2012年10月20日,人力资源和社会保障部社会保障研究所在湖南召开医疗保险反欺诈机制研讨会。人社部社会保障研究所医保室副主任董朝晖说,目前我国医保反欺诈仍旧存在明显的薄弱环节。比如,尽管普通法可以作为反欺诈的依据,但惩罚力度难以衡量;《社会保险法》等专门法主要从行政处罚的角度规定了医保欺诈的处罚,但缺乏与刑事处罚的衔接。
“我们也在探讨,如果参保人有贩卖行为,但金额低于1万元,能否把治安处罚和刑事责任相对接。但现在没人做,因为很多出租医保卡的都是老年人,年纪大了,安全方面也要考虑。”陈金江说。
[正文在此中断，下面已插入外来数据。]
//! Node encryption key: generation and key-file persistence

use anyhow::{Context, Result};
use rand::RngCore;
use std::path::Path;
use zeroize::Zeroize;

use crate::KEY_SIZE;

/// A node's 256-bit at-rest encryption key. Zeroized on drop.
#[derive(Clone)]
pub struct EncryptionKey {
    bytes: [u8; KEY_SIZE],
}

impl EncryptionKey {
    pub fn from_bytes(bytes: [u8; KEY_SIZE]) -> Self {
        Self { bytes }
    }

    /// Build a key from an arbitrary slice; fails unless it is exactly [`KEY_SIZE`] bytes.
    pub fn from_slice(data: &[u8]) -> Result<Self> {
        let bytes: [u8; KEY_SIZE] = data.try_into().map_err(|_| {
            anyhow::anyhow!(
                "encryption key has wrong size: {} bytes (expected {})",
                data.len(),
                KEY_SIZE
            )
        })?;
        Ok(Self { bytes })
    }

    pub fn as_bytes(&self) -> &[u8; KEY_SIZE] {
        &self.bytes
    }

    /// Load the key stored at `path`, or generate one and persist it there
    /// (mode 0600) when the file does not exist yet.
    pub fn load_or_create(path: &Path) -> Result<Self> {
        if path.exists() {
            let mut data = std::fs::read(path)
                .with_context(|| format!("reading key file: {}", path.display()))?;
            let key = Self::from_slice(&data)
                .with_context(|| format!("loading key file: {}", path.display()));
            data.zeroize();
            tracing::debug!(path = %path.display(), "encryption key loaded");
            return key;
        }

        if let Some(parent) = path.parent() {
            if !parent.as_os_str().is_empty() {
                std::fs::create_dir_all(parent)
                    .with_context(|| format!("creating key dir: {}", parent.display()))?;
            }
        }

        let key = generate_key();
        write_private(path, key.as_bytes())
            .with_context(|| format!("writing key file: {}", path.display()))?;
        tracing::info!(path = %path.display(), "generated new encryption key");
        Ok(key)
    }
}

impl Drop for EncryptionKey {
    fn drop(&mut self) {
        self.bytes.zeroize();
    }
}

impl std::fmt::Debug for EncryptionKey {
    fn fmt(&self, f: &mut std::fmt::Formatter<'_>) -> std::fmt::Result {
        f.debug_struct("EncryptionKey")
            .field("bytes", &"[REDACTED]")
            .finish()
    }
}

/// Generate a random 256-bit encryption key.
pub fn generate_key() -> EncryptionKey {
    let mut bytes = [0u8; KEY_SIZE];
    rand::thread_rng().fill_bytes(&mut bytes);
    EncryptionKey::from_bytes(bytes)
}

#[cfg(unix)]
fn write_private(path: &Path, data: &[u8]) -> std::io::Result<()> {
    use std::io::Write;
    use std::os::unix::fs::OpenOptionsExt;

    let mut file = std::fs::OpenOptions::new()
        .write(true)
        .create(true)
        .truncate(true)
        .mode(0o600)
        .open(path)?;
    file.write_all(data)?;
    file.sync_all()
}

#[cfg(not(unix))]
fn write_private(path: &Path, data: &[u8]) -> std::io::Result<()> {
    std::fs::write(path, data)
}

#[cfg(test)]
mod tests {
    use super::*;
    use tempfile::TempDir;

    #[test]
    fn test_key_generation() {
        let k1 = generate_key();
        let k2 = generate_key();
        assert_ne!(k1.as_bytes(), k2.as_bytes(), "random keys must differ");
    }

    #[test]
    fn test_from_slice_wrong_size() {
        let err = EncryptionKey::from_slice(&[0u8; 16]).unwrap_err();
        assert!(err.to_string().contains("wrong size"));
    }

    #[test]
    fn test_debug_is_redacted() {
        let key = EncryptionKey::from_bytes([7u8; KEY_SIZE]);
        let debug = format!("{key:?}");
        assert!(debug.contains("REDACTED"));
        assert!(!debug.contains('7'));
    }

    #[test]
    fn test_load_or_create_is_stable() {
        let tmp = TempDir::new().unwrap();
        let path = tmp.path().join("keys/node_key");

        let first = EncryptionKey::load_or_create(&path).unwrap();
        assert!(path.exists());
        let second = EncryptionKey::load_or_create(&path).unwrap();

        assert_eq!(first.as_bytes(), second.as_bytes());
    }

    #[cfg(unix)]
    #[test]
    fn test_key_file_is_private() {
        use std::os::unix::fs::PermissionsExt;

        let tmp = TempDir::new().unwrap();
        let path = tmp.path().join("node_key");
        EncryptionKey::load_or_create(&path).unwrap();

        let mode = std::fs::metadata(&path).unwrap().permissions().mode();
        assert_eq!(mode & 0o777, 0o600);
    }

    #[test]
    fn test_load_rejects_truncated_key_file() {
        let tmp = TempDir::new().unwrap();
        let path = tmp.path().join("short_key");
        std::fs::write(&path, b"too short").unwrap();

        assert!(EncryptionKey::load_or_create(&path).is_err());
    }
}
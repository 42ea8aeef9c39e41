//! Daemon lifecycle: key, storage, file server, metrics, console, signals

use anyhow::{Context, Result};
use prometheus_client::registry::Registry;
use scatter_core::config::ScatterConfig;
use scatter_crypto::EncryptionKey;
use scatter_node::{FileServer, FileServerOpts};
use scatter_storage::Storage;
use std::sync::Arc;
use tokio::signal::unix::{signal, SignalKind};
use tokio::task::JoinHandle;
use tracing::{error, info, warn};

use crate::metrics::HealthState;

pub async fn run(config: ScatterConfig, console: bool) -> Result<()> {
    info!("daemon starting");

    let key_path = config.node.key_file_path();
    let key = EncryptionKey::load_or_create(&key_path)
        .with_context(|| format!("loading encryption key: {}", key_path.display()))?;
    info!(path = %key_path.display(), "encryption key ready");

    let storage = Storage::with_defaults(&config.node.storage_root);
    match scatter_storage::check_health(&storage).await {
        Ok(()) => info!(root = %storage.root().display(), "storage: ready"),
        Err(e) => warn!(root = %storage.root().display(), "storage: {e:#}"),
    }

    let mut opts = FileServerOpts::new(config.node.listen_addr.clone(), storage, key);
    opts.bootstrap_nodes = config.node.bootstrap_nodes.clone();
    opts.settle_delay = config.node.settle_delay();
    opts.fetch_timeout = config.node.fetch_timeout();

    let server = Arc::new(FileServer::new(opts));
    let addr = server
        .start()
        .await
        .with_context(|| format!("starting file server on {}", config.node.listen_addr))?;
    info!(addr = %addr, bootstrap = ?config.node.bootstrap_nodes, "node listening");

    // Start Prometheus metrics endpoint
    if let Some(metrics_addr) = config.daemon.metrics_addr.clone() {
        let mut registry = Registry::default();
        server.metrics().register(&mut registry);
        let state = HealthState {
            registry: Arc::new(registry),
            server: server.clone(),
        };
        tokio::spawn(async move {
            if let Err(e) = crate::metrics::serve(metrics_addr, state).await {
                error!("metrics server failed: {e}");
            }
        });
    }

    notify_ready();

    let console_task = console.then(|| tokio::spawn(crate::console::run(server.clone())));

    let mut sigterm = signal(SignalKind::terminate()).context("registering SIGTERM handler")?;
    let mut sigint = signal(SignalKind::interrupt()).context("registering SIGINT handler")?;
    tokio::select! {
        _ = sigterm.recv() => info!("received SIGTERM"),
        _ = sigint.recv() => info!("received SIGINT"),
        _ = console_quit(console_task) => info!("console requested shutdown"),
    }

    server.stop();
    info!("daemon stopped");
    Ok(())
}

/// Resolves once the console asks to quit. A console that ends on EOF leaves
/// the daemon running.
async fn console_quit(task: Option<JoinHandle<bool>>) {
    if let Some(task) = task {
        match task.await {
            Ok(true) => return,
            Ok(false) => info!("console input closed; running until signalled"),
            Err(e) => warn!("console task failed: {e}"),
        }
    }
    std::future::pending::<()>().await
}

fn notify_ready() {
    // sd_notify(READY=1) when running under systemd; no-op without $NOTIFY_SOCKET
    if let Ok(socket) = std::env::var("NOTIFY_SOCKET") {
        use std::os::unix::net::UnixDatagram;
        if let Ok(sock) = UnixDatagram::unbound() {
            let _ = sock.send_to(b"READY=1\n", &socket);
            tracing::debug!(notify_socket = %socket, "sent systemd READY=1");
        }
    }
}
//! scatter-node: the file server that ties storage, crypto and transport
//! together.
//!
//! A [`FileServer`] keeps an encrypted local blob store and a registry of
//! connected peers. `store` persists locally and replicates to every peer;
//! `get` falls back to a first-responder network fetch; `remove` deletes
//! everywhere, `remove_local` only here.

pub mod link;
pub mod locks;
pub mod metrics;
pub mod registry;
pub mod server;

pub use link::Link;
pub use locks::KeyLocks;
pub use metrics::NodeMetrics;
pub use registry::PeerRegistry;
pub use server::{FileServer, FileServerOpts, DEFAULT_FETCH_TIMEOUT, DEFAULT_SETTLE_DELAY};
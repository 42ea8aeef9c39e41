//! Prometheus /metrics + health check HTTP endpoints
//!
//! Endpoints:
//!   GET /metrics  Prometheus text format
//!   GET /healthz  Liveness probe (always 200 if process is running)
//!   GET /readyz   Readiness probe (200 if the storage root is writable)

use anyhow::Result;
use axum::{extract::State, http::StatusCode, response::IntoResponse, routing::get, Router};
use prometheus_client::{encoding::text::encode, registry::Registry};
use scatter_node::FileServer;
use std::sync::Arc;

#[derive(Clone)]
pub struct HealthState {
    pub registry: Arc<Registry>,
    pub server: Arc<FileServer>,
}

/// Serve Prometheus metrics and health endpoints on `addr` (e.g. "127.0.0.1:9100")
pub async fn serve(addr: String, state: HealthState) -> Result<()> {
    let listener = tokio::net::TcpListener::bind(&addr)
        .await
        .map_err(|e| anyhow::anyhow!("metrics bind {addr}: {e}"))?;

    tracing::info!(addr = %addr, "metrics: listening on /metrics, /healthz, /readyz");

    axum::serve(listener, router(state))
        .await
        .map_err(|e| anyhow::anyhow!("metrics server: {e}"))
}

fn router(state: HealthState) -> Router {
    Router::new()
        .route("/metrics", get(metrics_handler))
        .route("/healthz", get(healthz_handler))
        .route("/readyz", get(readyz_handler))
        .with_state(state)
}

async fn metrics_handler(State(state): State<HealthState>) -> impl IntoResponse {
    let mut body = String::new();
    match encode(&mut body, &state.registry) {
        Ok(()) => (
            StatusCode::OK,
            [("content-type", "text/plain; version=0.0.4")],
            body,
        ),
        Err(e) => {
            tracing::error!("metrics encode failed: {e}");
            (
                StatusCode::INTERNAL_SERVER_ERROR,
                [("content-type", "text/plain")],
                e.to_string(),
            )
        }
    }
}

async fn healthz_handler() -> impl IntoResponse {
    (StatusCode::OK, "ok")
}

async fn readyz_handler(State(state): State<HealthState>) -> impl IntoResponse {
    match scatter_storage::check_health(state.server.storage()).await {
        Ok(()) => (StatusCode::OK, "ready".to_string()),
        Err(e) => (StatusCode::SERVICE_UNAVAILABLE, format!("storage unavailable: {e:#}")),
    }
}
相关方面多年的监控显示,上海参保人出租医保卡或者直接卖药给药贩者,多是老人、离休干部、特殊人群(血友病)、大病病人(尿毒症、肿瘤等),或者有刑期的病人。这类人群有多次开药的条件,且会造假制造或加重病情,甚至逼迫医生开药。
“上海某两家医院的肾透析和移植大厅里,一些人在一起交流的不是家长里短,不是时事政治,更不是如何治愈好自己的病,而是如何把拿到的药变成钱。”上述医药监管处负责人说。
陈金江建议称,应采取措施使参保人不能随便出借医保卡,比如,可以把医保卡和银联功能捆绑在一起,这样人们一般就不会出借自己的医保卡。此外,社区卫生机构和家庭医生的作用也有待发挥,实现各家医院信息共享,使参保人不能重复配药。
慧择提示:老百姓的医保意识不强,我国的医保制度不健全,让很多有心人钻了法律的空子。该如何让医保的钱真正的为病所用,更多的考的是依靠政府医保制度的健全。